AS ANYONE WHO HAS EVER STUMBLED out of an after-hours club into Monday morning sunlight can attest, making the transition from the New York City underground to the real world is a rough business. Those "Deep House Dish" sketches on Saturday NightLive are funny for good reason: History is lousy with club kids who made lederhosen and a lunch box look chic but couldn't carry a tune across the road. Even beloved acts like Deee-Lite and RuPaul are still one-hit wonders by VH1 standards.

The Ones undoubtedly know this. Either individually or collectively, the members of this New York trio--Paul Alexander, JoJo Americo, and Nashom Wooden--have worked with A-list dance producers such as Danny Teneglia and Peter Rauhofer. All three Ones are also seasoned nightlife fixtures and former employees of the Patricia Field boutique, so looking fierce comes naturally; on their album cover Alexander works a little-drummer-boy look that could turn Grace Jones green with envy.

Collaborating with A Touch of Class, the team and label that originally signed and put out Scissor Sisters, the Ones have concocted an intoxicating sound that marries vintage synth pop with subterranean dance grooves. Loaded with walloping beats and ear-tweaking FX, these 11 tracks seem aimed at audiences who think of the Sound Factory, not Paradise Garage, as "the good old days," yet they recognize how essential catchy melodies and lyrical hooks are to protracted staying power--in any era.

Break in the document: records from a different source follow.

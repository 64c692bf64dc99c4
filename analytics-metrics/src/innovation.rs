//! Innovation family: which platform opens topics first
//!
//! Everything here hangs off per-item creation timestamps: cluster
//! founders, founding quality weighted by centroid proximity, growth
//! catalysis in the days after a founding, and temporal-precedence
//! fractions. When timestamps are missing the whole family is omitted
//! and recorded as a skip; nothing here fails the report.

use std::collections::BTreeMap;

use analytics_cluster::NOISE_LABEL;
use analytics_core::Platform;
use analytics_embedding::cosine_distance;
use chrono::{DateTime, Duration, Utc};
use tracing::debug;

use crate::report::{InnovationMetrics, MetricSkip};
use crate::snapshot::MetricsSnapshot;
use crate::MetricsConfig;

/// Day windows the growth-catalyst score is computed over
const GROWTH_WINDOWS: [u32; 4] = [3, 7, 14, 30];

/// How many earliest items count for the "among first five" fraction
const FIRST_N: usize = 5;

pub(crate) fn compute(
    snapshot: &MetricsSnapshot,
    config: &MetricsConfig,
    skips: &mut Vec<MetricSkip>,
) -> Option<BTreeMap<Platform, InnovationMetrics>> {
    // The family needs a timestamp on every clustered item
    let missing = snapshot
        .labels
        .iter()
        .enumerate()
        .filter(|&(i, &label)| label != NOISE_LABEL && snapshot.corpus.item(i).created_at.is_none())
        .count();
    if missing > 0 {
        skips.push(MetricSkip::global(
            "innovation",
            format!("{missing} clustered items lack creation timestamps"),
        ));
        return None;
    }

    let unweighted_persistence = snapshot.persistence.is_none();
    if unweighted_persistence {
        skips.push(MetricSkip::global(
            "growth_catalyst",
            "persistence unavailable, catalyst scores are unweighted",
        ));
    }

    // Founder of each cluster: earliest item, ties to the lower index
    let mut founders: BTreeMap<i64, (usize, Platform, DateTime<Utc>)> = BTreeMap::new();
    for (i, &label) in snapshot.labels.iter().enumerate() {
        if label == NOISE_LABEL {
            continue;
        }
        let ts = timestamp(snapshot, i);
        let replace = match founders.get(&label) {
            Some(&(_, _, current)) => ts < current,
            None => true,
        };
        if replace {
            founders.insert(label, (i, snapshot.corpus.item(i).platform, ts));
        }
    }

    let mut result = BTreeMap::new();
    for platform in snapshot.platforms() {
        result.insert(
            platform,
            platform_innovation(snapshot, config, platform, &founders, unweighted_persistence),
        );
    }
    debug!(
        n_platforms = result.len(),
        n_founded_clusters = founders.len(),
        "innovation family computed"
    );
    Some(result)
}

fn timestamp(snapshot: &MetricsSnapshot, i: usize) -> DateTime<Utc> {
    // Presence is pre-checked for every clustered item in compute()
    snapshot
        .corpus
        .item(i)
        .created_at
        .expect("clustered item timestamps verified before the pass")
}

fn platform_innovation(
    snapshot: &MetricsSnapshot,
    config: &MetricsConfig,
    platform: Platform,
    founders: &BTreeMap<i64, (usize, Platform, DateTime<Utc>)>,
    unweighted_persistence: bool,
) -> InnovationMetrics {
    let founded: Vec<i64> = founders
        .iter()
        .filter(|(_, &(_, p, _))| p == platform)
        .map(|(&label, _)| label)
        .collect();

    // Centrality-weighted founding: closeness to the centroid scaled by
    // the (log) size of what grew around the founding
    let weighted_founding_score: f64 = founded
        .iter()
        .map(|label| {
            let (item, _, _) = founders[label];
            let d = centroid_distance(snapshot, item, *label);
            let size = snapshot.cluster_sizes[label] as f64;
            1.0 / (1.0 + d) * (1.0 + size).ln()
        })
        .sum();

    let growth_catalyst = growth_catalyst(
        snapshot,
        config,
        platform,
        founders,
        unweighted_persistence,
    );

    // (founded clusters / total items) × mean persistence of founded
    let total_items = snapshot.platform_totals[&platform];
    let founded_persistence: Vec<f64> = founded
        .iter()
        .filter_map(|label| snapshot.persistence.and_then(|p| p.get(label)).copied())
        .collect();
    let mean_persistence = if founded_persistence.is_empty() {
        0.0
    } else {
        founded_persistence.iter().sum::<f64>() / founded_persistence.len() as f64
    };
    let innovation_index = if total_items > 0 {
        (founded.len() as f64 / total_items as f64) * mean_persistence
    } else {
        0.0
    };

    let (first_by_earliest, first_by_median, among_first_five) =
        precedence_fractions(snapshot, platform);

    InnovationMetrics {
        founded_clusters: founded.len(),
        weighted_founding_score,
        growth_catalyst,
        innovation_index,
        first_by_earliest,
        first_by_median,
        among_first_five,
    }
}

/// Σ over the platform's items created within `window` days of their
/// cluster's founding: centroid proximity × cluster persistence
fn growth_catalyst(
    snapshot: &MetricsSnapshot,
    config: &MetricsConfig,
    platform: Platform,
    founders: &BTreeMap<i64, (usize, Platform, DateTime<Utc>)>,
    unweighted_persistence: bool,
) -> BTreeMap<u32, f64> {
    let mut scores: BTreeMap<u32, f64> = GROWTH_WINDOWS.iter().map(|&w| (w, 0.0)).collect();
    for &i in &snapshot.platform_items[&platform] {
        let label = snapshot.labels[i];
        if label == NOISE_LABEL {
            continue;
        }
        if snapshot.cluster_sizes[&label] < config.growth_min_cluster_size {
            continue;
        }
        let founding_ts = founders[&label].2;
        let ts = timestamp(snapshot, i);
        if ts < founding_ts {
            continue;
        }
        let persistence = if unweighted_persistence {
            1.0
        } else {
            snapshot
                .persistence
                .and_then(|p| p.get(&label))
                .copied()
                .unwrap_or(0.0)
        };
        let proximity = 1.0 / (1.0 + centroid_distance(snapshot, i, label));
        for &window in &GROWTH_WINDOWS {
            if ts - founding_ts <= Duration::days(window as i64) {
                *scores.entry(window).or_insert(0.0) += proximity * persistence;
            }
        }
    }
    scores
}

/// Fractions of participated clusters where the platform came first
fn precedence_fractions(snapshot: &MetricsSnapshot, platform: Platform) -> (f64, f64, f64) {
    let participated = snapshot.participated_clusters(platform);
    if participated.is_empty() {
        return (0.0, 0.0, 0.0);
    }

    let mut first_earliest = 0usize;
    let mut first_median = 0usize;
    let mut in_first_five = 0usize;

    for &label in &participated {
        // Timestamps per platform within this cluster
        let mut by_platform: BTreeMap<Platform, Vec<DateTime<Utc>>> = BTreeMap::new();
        let mut all: Vec<(DateTime<Utc>, usize)> = Vec::new();
        for (i, &l) in snapshot.labels.iter().enumerate() {
            if l == label {
                let ts = timestamp(snapshot, i);
                by_platform
                    .entry(snapshot.corpus.item(i).platform)
                    .or_default()
                    .push(ts);
                all.push((ts, i));
            }
        }
        for timestamps in by_platform.values_mut() {
            timestamps.sort_unstable();
        }

        let own_earliest = by_platform[&platform][0];
        if by_platform.values().all(|ts| own_earliest <= ts[0]) {
            first_earliest += 1;
        }

        let own_median = median(&by_platform[&platform]);
        if by_platform.values().all(|ts| own_median <= median(ts)) {
            first_median += 1;
        }

        all.sort_unstable();
        if all
            .iter()
            .take(FIRST_N)
            .any(|&(_, i)| snapshot.corpus.item(i).platform == platform)
        {
            in_first_five += 1;
        }
    }

    let n = participated.len() as f64;
    (
        first_earliest as f64 / n,
        first_median as f64 / n,
        in_first_five as f64 / n,
    )
}

fn median(sorted: &[DateTime<Utc>]) -> DateTime<Utc> {
    sorted[sorted.len() / 2]
}

fn centroid_distance(snapshot: &MetricsSnapshot, item: usize, label: i64) -> f64 {
    match snapshot.centroids.get(&label) {
        Some(centroid) => cosine_distance(snapshot.corpus.embedding(item), centroid),
        None => 0.0,
    }
}
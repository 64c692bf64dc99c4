//! Core types for the Prediction Market Analytics toolkit
//!
//! Shared data model for the batch analytics pipeline: market items with
//! their semantic embeddings, the platforms they come from, and the
//! validated corpus snapshot every downstream stage reads from.

pub mod corpus;
pub mod error;
pub mod item;
pub mod platform;

pub use corpus::CorpusSnapshot;
pub use error::{AnalyticsError, Result};
pub use item::MarketItem;
pub use platform::Platform;
/// How the displayed clusters were ranked
///
/// Persistence ranking needs a stability score for every distinct label
/// observed in the flat labels; anything less falls back to member count.
/// The two rankings mean different things, so the choice is reported.
#[derive(Debug, Clone, Copy, PartialEq, Eq, Serialize, Deserialize)]
#[serde(rename_all = "lowercase")]
pub enum SelectionMode {
    Persistence,
    Size,
}

/// What a simplified node stands for
#[derive(Debug, Clone, Copy, PartialEq, Eq, Serialize, Deserialize)]
#[serde(rename_all = "lowercase")]
pub enum NodeKind {
    /// An individual item leaf
    Item,
    /// A merge node one or more selected clusters mapped to
    Cluster,
    /// A merge node kept only to connect the subtree
    Structural,
}

/// A render-ready node of the simplified tree
#[derive(Debug, Clone, PartialEq, Serialize, Deserialize)]
pub struct SimplifiedNode {
    /// Condensed-tree node id
    pub id: u64,
    pub kind: NodeKind,
    /// Display label
    pub label: String,
    /// Member count (aggregated over mapped clusters, or estimated)
    pub size: u64,
    /// Cluster labels this node represents (empty for structural nodes)
    pub clusters: Vec<i64>,
    /// Descriptive keywords, capped per cluster
    pub keywords: Vec<String>,
}

/// A cluster whose sampled members could not be resolved to an ancestor
///
/// Non-fatal: the cluster is dropped from the subtree and reported here.
#[derive(Debug, Clone, PartialEq, Eq, Serialize, Deserialize)]
pub struct AncestorFailure {
    pub label: i64,
    pub members_failed: usize,
}

/// The compressed, render-ready subtree
#[derive(Debug, Clone, PartialEq, Serialize, Deserialize)]
pub struct SimplifiedTree {
    pub nodes: Vec<SimplifiedNode>,
    /// (parent, child) pairs of the original tree restricted to `nodes`
    pub edges: Vec<(u64, u64)>,
    pub root: u64,
    pub selection: SelectionMode,
    /// Selected clusters that ended up without a representative
    pub unrepresented: Vec<i64>,
    pub failures: Vec<AncestorFailure>,
}

impl SimplifiedTree {
    /// Structural guarantees: single root, in-degree 1, acyclic
    ///
    /// Checked as a property of the returned edge set, not assumed from
    /// the input tree's contract.
    pub fn validate(&self) -> Result<()> {
        let ids: HashSet<u64> = self.nodes.iter().map(|n| n.id).collect();
        let mut parent: HashMap<u64, u64> = HashMap::new();
        for &(p, c) in &self.edges {
            if !ids.contains(&p) || !ids.contains(&c) {
                return Err(AnalyticsError::internal(format!(
                    "edge ({p}, {c}) references a node outside the tree"
                )));
            }
            if parent.insert(c, p).is_some() {
                return Err(AnalyticsError::internal(format!(
                    "node {c} has more than one incoming edge"
                )));
            }
        }

        let roots: Vec<u64> = self
            .nodes
            .iter()
            .map(|n| n.id)
            .filter(|id| !parent.contains_key(id))
            .collect();
        if roots != vec![self.root] {
            return Err(AnalyticsError::internal(format!(
                "expected single root {}, found {:?}",
                self.root, roots
            )));
        }

        // Every node must reach the root without revisiting anything
        for node in &self.nodes {
            let mut current = node.id;
            let mut visited = HashSet::new();
            while let Some(&p) = parent.get(&current) {
                if !visited.insert(current) {
                    return Err(AnalyticsError::internal(format!(
                        "cycle through node {current}"
                    )));
                }
                current = p;
            }
            if current != self.root {
                return Err(AnalyticsError::internal(format!(
                    "node {} does not reach the root",
                    node.id
                )));
            }
        }
        Ok(())
    }
}
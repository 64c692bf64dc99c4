//! Competition family: who follows whom into topics, and who crowds whom
//!
//! A directed topic-flow graph over first-entry order, Jaccard and
//! weighted overlap between platform cluster sets, and the HHI
//! concentration of every cluster.

use std::collections::BTreeMap;

use analytics_core::Platform;
use chrono::{DateTime, Utc};
use itertools::Itertools;
use tracing::debug;

use crate::report::{ClusterBreakdown, CompetitionMetrics, GlobalAggregates, MetricSkip};
use crate::snapshot::MetricsSnapshot;

pub(crate) fn compute(
    snapshot: &MetricsSnapshot,
    skips: &mut Vec<MetricSkip>,
) -> BTreeMap<Platform, CompetitionMetrics> {
    let platforms = snapshot.platforms();

    let (in_degree, out_degree) = topic_flow_degrees(snapshot, skips);

    // Participated-cluster sets and per-cluster counts per platform
    let participated: BTreeMap<Platform, Vec<i64>> = platforms
        .iter()
        .map(|&p| (p, snapshot.participated_clusters(p)))
        .collect();

    let mut result = BTreeMap::new();
    for &platform in &platforms {
        let mut overlap = BTreeMap::new();
        let mut weighted_overlap = BTreeMap::new();
        for &other in platforms.iter().filter(|&&p| p != platform) {
            overlap.insert(other, jaccard(&participated[&platform], &participated[&other]));
            weighted_overlap.insert(other, weighted_jaccard(snapshot, platform, other));
        }

        let flow_in = in_degree.get(&platform).copied().unwrap_or(0);
        let flow_out = out_degree.get(&platform).copied().unwrap_or(0);
        result.insert(
            platform,
            CompetitionMetrics {
                flow_in_degree: flow_in,
                flow_out_degree: flow_out,
                // +1 smoothing keeps platforms nobody follows finite
                flow_ratio: flow_out as f64 / (flow_in + 1) as f64,
                overlap,
                weighted_overlap,
            },
        );
    }
    debug!(n_platforms = result.len(), "competition family computed");
    result
}

/// Platform composition, dominant platform, and HHI per cluster, plus the
/// corpus-level HHI aggregates; computed for every report
pub(crate) fn cluster_breakdowns(
    snapshot: &MetricsSnapshot,
) -> (Vec<ClusterBreakdown>, GlobalAggregates) {
    let mut breakdowns = Vec::new();
    let mut hhi_sum = 0.0;
    let mut weighted_sum = 0.0;
    let mut total_size = 0usize;

    for (&label, counts) in &snapshot.cluster_platform_counts {
        let size = snapshot.cluster_sizes[&label];
        let shares: BTreeMap<Platform, f64> = counts
            .iter()
            .map(|(&p, &c)| (p, c as f64 / size as f64))
            .collect();
        let hhi: f64 = shares.values().map(|s| s * s).sum();
        // Largest share wins; ties break toward the first platform in order
        let mut dominant_entry: Option<(Platform, f64)> = None;
        for (&p, &share) in &shares {
            if dominant_entry.map(|(_, s)| share > s).unwrap_or(true) {
                dominant_entry = Some((p, share));
            }
        }
        let dominant = dominant_entry
            .map(|(p, _)| p)
            .expect("clusters always have at least one platform");

        hhi_sum += hhi;
        weighted_sum += hhi * size as f64;
        total_size += size;
        breakdowns.push(ClusterBreakdown {
            label,
            size,
            shares,
            dominant,
            hhi,
        });
    }

    let n = breakdowns.len();
    let global = GlobalAggregates {
        mean_hhi: if n > 0 { hhi_sum / n as f64 } else { 0.0 },
        weighted_mean_hhi: if total_size > 0 {
            weighted_sum / total_size as f64
        } else {
            0.0
        },
    };
    (breakdowns, global)
}

/// Directed edges from each platform to the next by first entry time,
/// accumulated over every multi-platform cluster
fn topic_flow_degrees(
    snapshot: &MetricsSnapshot,
    skips: &mut Vec<MetricSkip>,
) -> (BTreeMap<Platform, usize>, BTreeMap<Platform, usize>) {
    let mut in_degree: BTreeMap<Platform, usize> = BTreeMap::new();
    let mut out_degree: BTreeMap<Platform, usize> = BTreeMap::new();

    let mut missing_timestamps = false;
    for (&label, counts) in &snapshot.cluster_platform_counts {
        if counts.len() < 2 {
            continue;
        }
        // First entry time per platform in this cluster
        let mut first_entry: BTreeMap<Platform, DateTime<Utc>> = BTreeMap::new();
        let mut complete = true;
        for (i, &l) in snapshot.labels.iter().enumerate() {
            if l != label {
                continue;
            }
            match snapshot.corpus.item(i).created_at {
                Some(ts) => {
                    let platform = snapshot.corpus.item(i).platform;
                    let entry = first_entry.entry(platform).or_insert(ts);
                    if ts < *entry {
                        *entry = ts;
                    }
                }
                None => {
                    complete = false;
                    break;
                }
            }
        }
        if !complete {
            missing_timestamps = true;
            continue;
        }

        let ordered: Vec<Platform> = first_entry
            .iter()
            .sorted_by_key(|(&p, &ts)| (ts, p))
            .map(|(&p, _)| p)
            .collect();
        for pair in ordered.windows(2) {
            *out_degree.entry(pair[0]).or_insert(0) += 1;
            *in_degree.entry(pair[1]).or_insert(0) += 1;
        }
    }

    if missing_timestamps {
        skips.push(MetricSkip::global(
            "topic_flow",
            "clusters with missing timestamps excluded from the flow graph",
        ));
    }
    (in_degree, out_degree)
}

fn jaccard(a: &[i64], b: &[i64]) -> f64 {
    if a.is_empty() && b.is_empty() {
        return 0.0;
    }
    let set_a: std::collections::BTreeSet<i64> = a.iter().copied().collect();
    let set_b: std::collections::BTreeSet<i64> = b.iter().copied().collect();
    let intersection = set_a.intersection(&set_b).count();
    let union = set_a.union(&set_b).count();
    if union == 0 {
        0.0
    } else {
        intersection as f64 / union as f64
    }
}

/// Σ min(countₐ, countᵦ) / Σ max(countₐ, countᵦ) over all clusters
fn weighted_jaccard(snapshot: &MetricsSnapshot, a: Platform, b: Platform) -> f64 {
    let mut min_sum = 0.0;
    let mut max_sum = 0.0;
    for counts in snapshot.cluster_platform_counts.values() {
        let ca = counts.get(&a).copied().unwrap_or(0) as f64;
        let cb = counts.get(&b).copied().unwrap_or(0) as f64;
        min_sum += ca.min(cb);
        max_sum += ca.max(cb);
    }
    if max_sum == 0.0 {
        0.0
    } else {
        min_sum / max_sum
    }
}
//! Novelty scoring: mean dissimilarity to the k nearest neighbors
//!
//! An item surrounded by near-duplicates scores close to 0; an item far
//! from everything scores toward 2. Scores are plain per-item numbers so
//! downstream metric passes can reuse them without touching the index.

use analytics_core::{AnalyticsError, CorpusSnapshot, Result};
use tracing::{debug, instrument};

use crate::index::{build_index, IndexConfig, Neighbor};

/// Computes per-item novelty scores over a corpus snapshot
#[derive(Debug, Clone, Default)]
pub struct NoveltyScorer {
    config: IndexConfig,
}

impl NoveltyScorer {
    pub fn new(config: IndexConfig) -> Self {
        Self { config }
    }

    /// Full neighbor lists for every item, k per item
    ///
    /// Builds the index once and fans out queries; metric passes that need
    /// several neighborhood sizes call this with the largest k and slice.
    #[instrument(skip(self, corpus), fields(n_items = corpus.len()))]
    pub fn neighborhoods(&self, corpus: &CorpusSnapshot, k: usize) -> Result<Vec<Vec<Neighbor>>> {
        if k == 0 {
            return Err(AnalyticsError::invalid_parameter(
                "k",
                "neighbor count must be at least 1",
            ));
        }
        let index = build_index(corpus, &self.config);
        let neighborhoods: Vec<Vec<Neighbor>> = (0..corpus.len())
            .map(|i| index.k_nearest(i, k))
            .collect();
        debug!(k, "neighborhoods computed");
        Ok(neighborhoods)
    }

    /// Novelty score per item: mean cosine distance to the k nearest
    ///
    /// Scores are in [0, 2]. Items with no other items to compare against
    /// (a single-item corpus) score 0.
    pub fn score(&self, corpus: &CorpusSnapshot, k: usize) -> Result<Vec<f64>> {
        let neighborhoods = self.neighborhoods(corpus, k)?;
        Ok(scores_from_neighborhoods(&neighborhoods, k))
    }
}

/// Mean distance over the first `k` neighbors of each precomputed list
pub fn scores_from_neighborhoods(neighborhoods: &[Vec<Neighbor>], k: usize) -> Vec<f64> {
    neighborhoods
        .iter()
        .map(|hits| {
            let take = hits.len().min(k);
            if take == 0 {
                return 0.0;
            }
            hits[..take].iter().map(|h| h.distance).sum::<f64>() / take as f64
        })
        .collect()
}

/// Distance to the k-th nearest neighbor per item (0.0 when fewer exist)
pub fn kth_neighbor_distances(neighborhoods: &[Vec<Neighbor>], k: usize) -> Vec<f64> {
    neighborhoods
        .iter()
        .map(|hits| {
            if k == 0 || hits.len() < k {
                hits.last().map(|h| h.distance).unwrap_or(0.0)
            } else {
                hits[k - 1].distance
            }
        })
        .collect()
}
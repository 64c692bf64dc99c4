//! Embedding-space primitives for the analytics pipeline
//!
//! This crate owns everything that touches raw embedding vectors:
//! - Cosine similarity and distance
//! - Nearest-neighbor indexes (exact, and an approximate clustered index
//!   for large corpora)
//! - The novelty scorer: mean dissimilarity to the k nearest neighbors
//! - Local Outlier Factor over the same neighborhoods

pub mod index;
pub mod novelty;
pub mod outlier;
pub mod similarity;

pub use index::{build_index, ClusteredIndex, ExactIndex, IndexConfig, Neighbor, NeighborIndex};
pub use novelty::NoveltyScorer;
pub use outlier::local_outlier_factor;
pub use similarity::{cosine_distance, cosine_similarity};
//! Adapter types for the external density-clustering library
//!
//! Node ids follow the condensed-tree convention: ids below `n_items`
//! are individual items (leaves), ids at or above it are merge events
//! (cluster-forming nodes). The structure is supposed to be a tree, but
//! it arrives from an external library and is never trusted to be one —
//! every traversal in this crate defends against cycles.

use std::collections::HashMap;

use analytics_core::{AnalyticsError, CorpusSnapshot, Result};
use serde::{Deserialize, Serialize};

/// Sentinel cluster label meaning "did not fit any cluster"
pub const NOISE_LABEL: i64 = -1;

/// One row of the condensed tree: a child absorbed into a parent node
#[derive(Debug, Clone, Copy, PartialEq, Serialize, Deserialize)]
pub struct CondensedTreeRow {
    /// Merge node the child was absorbed into
    pub parent: u64,
    /// Item (`< n_items`) or merge node (`>= n_items`) being absorbed
    pub child: u64,
    /// Density threshold at which the merge occurred
    pub lambda_val: f64,
    /// Members absorbed at this merge
    pub child_size: u64,
}

/// The condensed merge hierarchy, as a flat arena of integer-id rows
///
/// Serializes as its rows; rebuild via [`CondensedTree::new`] so the
/// parent map is derived again.
#[derive(Debug, Clone, Serialize)]
pub struct CondensedTree {
    rows: Vec<CondensedTreeRow>,
    n_items: u64,
    #[serde(skip)]
    parent: HashMap<u64, u64>,
}

impl CondensedTree {
    /// Build from the external library's row output
    ///
    /// Duplicate child rows keep the last parent seen; the simplifier's
    /// traversal guards handle anything stranger.
    pub fn new(rows: Vec<CondensedTreeRow>, n_items: u64) -> Self {
        let parent = rows.iter().map(|r| (r.child, r.parent)).collect();
        Self {
            rows,
            n_items,
            parent,
        }
    }

    /// Number of items (leaves); ids at or above this are merge nodes
    pub fn n_items(&self) -> u64 {
        self.n_items
    }

    /// All rows, in the order the library produced them
    pub fn rows(&self) -> &[CondensedTreeRow] {
        &self.rows
    }

    /// The parent of `node`, if it has one
    pub fn parent_of(&self, node: u64) -> Option<u64> {
        self.parent.get(&node).copied()
    }

    /// True when `node` is a merge event rather than an item leaf
    pub fn is_cluster_node(&self, node: u64) -> bool {
        node >= self.n_items
    }

    /// Estimated member count of a merge node
    ///
    /// Sum of `child_size` over rows whose parent is this node; 1 when no
    /// such rows exist (a leaf, or a node the library never expanded).
    pub fn aggregate_child_size(&self, node: u64) -> u64 {
        let sum: u64 = self
            .rows
            .iter()
            .filter(|r| r.parent == node)
            .map(|r| r.child_size)
            .sum();
        if sum == 0 {
            1
        } else {
            sum
        }
    }
}

/// The read-only product of one clustering run
#[derive(Debug, Clone, Serialize)]
pub struct ClusteringOutput {
    /// Flat cluster label per item; [`NOISE_LABEL`] marks noise
    pub labels: Vec<i64>,
    /// The condensed merge hierarchy
    pub tree: CondensedTree,
    /// Stability score per cluster label, where the library supplies one
    pub persistence: HashMap<i64, f64>,
}

impl ClusteringOutput {
    /// Validate the label array against the tree's leaf count
    pub fn new(
        labels: Vec<i64>,
        tree: CondensedTree,
        persistence: HashMap<i64, f64>,
    ) -> Result<Self> {
        if labels.len() as u64 != tree.n_items() {
            return Err(AnalyticsError::internal(format!(
                "clustering output inconsistent: {} labels for {} items",
                labels.len(),
                tree.n_items()
            )));
        }
        Ok(Self {
            labels,
            tree,
            persistence,
        })
    }

    /// Distinct non-noise labels present, sorted
    pub fn cluster_labels(&self) -> Vec<i64> {
        let mut labels: Vec<i64> = self
            .labels
            .iter()
            .copied()
            .filter(|&l| l != NOISE_LABEL)
            .collect();
        labels.sort_unstable();
        labels.dedup();
        labels
    }
}

/// Seam for the external density-clustering library
///
/// Implementations hand the normalized corpus to the library and adapt its
/// output into [`ClusteringOutput`]. The engine never re-runs clustering
/// itself; a cached output can be fed back in without re-deriving it.
pub trait DensityClusterer {
    fn cluster(&self, corpus: &CorpusSnapshot) -> Result<ClusteringOutput>;
}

Indeed, some of these cuts have been making the rounds for years. "Flawless," with its insistent six-note keyboard riff and grown-up nursery rhymes, was originally a top 10 U.K. pop hit in 2001. (George Michael would retrofit it for a ho-hum 2004 single of his own.) It and "Superstar" could still play the provinces.

The best new bits here have legs for days too. "I Feel Upside Down" cherry-picks tidbits from vintage crossover jams by the Clash, Talking Heads, and Spandau Ballet, with chanted vocal cadences and a funky bass line emphasizing the two and four rather than the downbeat. Elsewhere, the spacey crooning and punchy backing harmonies of "When We Get Together" prove the trio vocally capable of more than just droll incantation.

If this album has a weak spot, it lies not in content or presentation but timing. The sounds and scene celebrated in "Ultramodern," a mishmash of rock, rap, and house aimed at "different kinds of people," is no longer as cutting-edge as it was when LCD Soundsystem broke through; would that ATOC had been as quick to strike as their peers at DFA. C'est lavie. The Ones may not be perfect, but they still sound flawless.